[WHAT YOU NEED TO DO]
Restate, word for word and with nothing added, the lines from the one containing "strip_path_illegal(&normalize_typographic(input))" through the last line of the material below.

[DATA FOR ANALYSIS]

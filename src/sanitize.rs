//! Filename and directory-name sanitization for album artifacts
//!
//! Track filenames and the archive root directory are derived from
//! user-supplied names, which routinely carry characters that are illegal in
//! file paths or typographic punctuation that breaks naive consumers. All
//! transformations here are idempotent: applying them twice yields the same
//! result as applying them once.

/// Characters that are illegal in file names on at least one supported platform
const PATH_ILLEGAL: &[char] = &['<', '>', ':', '"', '/', '\\', '|', '?', '*'];

/// Replace typographic punctuation with its ASCII equivalent.
///
/// Curly quotes, en/em dashes, and the ellipsis all have plain ASCII
/// stand-ins; everything else passes through unchanged.
pub fn normalize_typographic(input: &str) -> String {
    let mut out = String::with_capacity(input.len());
    for c in input.chars() {
        match c {
            '\u{2018}' | '\u{2019}' | '\u{201A}' | '\u{2032}' => out.push('\''),
            '\u{201C}' | '\u{201D}' | '\u{201E}' | '\u{2033}' => out.push('"'),
            '\u{2013}' | '\u{2014}' | '\u{2015}' => out.push('-'),
            '\u{2026}' => out.push_str("..."),
            _ => out.push(c),
        }
    }
    out
}

/// Strip characters that are illegal in file paths, then trim whitespace.
pub fn strip_path_illegal(input: &str) -> String {
    input
        .chars()
        .filter(|c| !PATH_ILLEGAL.contains(c) && !c.is_control())
        .collect::<String>()
        .trim()
        .to_string()
}

/// Sanitize a name for use as a single file-name component.
///
/// Typographic punctuation is normalized first so that, for example, a curly
/// double quote becomes an ASCII `"` and is then stripped with the other
/// path-illegal characters.
pub fn file_name_component(input: &str) -> String {
    strip_path_illegal(&normalize_typographic(input))
}

/// Derive the filename for a fetched track: zero-padded ordinal plus the
/// sanitized track name, e.g. `01 AB.mp3`.
pub fn track_file_name(number: u32, name: &str) -> String {
    let cleaned = file_name_component(name);
    if cleaned.is_empty() {
        format!("{number:02}.mp3")
    } else {
        format!("{number:02} {cleaned}.mp3")
    }
}

/// Derive the archive root directory name from album name and artist,
/// e.g. `Test - Artist`.
///
/// On top of the file-name sanitization this also drops any remaining
/// non-ASCII characters, since the root name travels inside the archive and
/// gets reproduced verbatim by every unpacker.
pub fn archive_root_name(album_name: &str, artist: &str) -> String {
    let combined = format!("{album_name} - {artist}");
    let cleaned: String = file_name_component(&combined)
        .chars()
        .filter(|c| c.is_ascii())
        .collect();
    let trimmed = cleaned.trim().to_string();
    if trimmed == "-" || trimmed.is_empty() {
        "Album".to_string()
    } else {
        trimmed
    }
}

[RESULT OF THE EXERCISE]
    strip_path_illegal(&normalize_typographic(input))
}

/// Derive the filename for a fetched track: zero-padded ordinal plus the
/// sanitized track name, e.g. `01 AB.mp3`.
pub fn track_file_name(number: u32, name: &str) -> String {
    let cleaned = file_name_component(name);
    if cleaned.is_empty() {
        format!("{number:02}.mp3")
    } else {
        format!("{number:02} {cleaned}.mp3")
    }
}

/// Derive the archive root directory name from album name and artist,
/// e.g. `Test - Artist`.
///
/// On top of the file-name sanitization this also drops any remaining
/// non-ASCII characters, since the root name travels inside the archive and
/// gets reproduced verbatim by every unpacker.
pub fn archive_root_name(album_name: &str, artist: &str) -> String {
    let combined = format!("{album_name} - {artist}");
    let cleaned: String = file_name_component(&combined)
        .chars()
        .filter(|c| c.is_ascii())
        .collect();
    let trimmed = cleaned.trim().to_string();
    if trimmed == "-" || trimmed.is_empty() {
        "Album".to_string()
    } else {
        trimmed
    }
}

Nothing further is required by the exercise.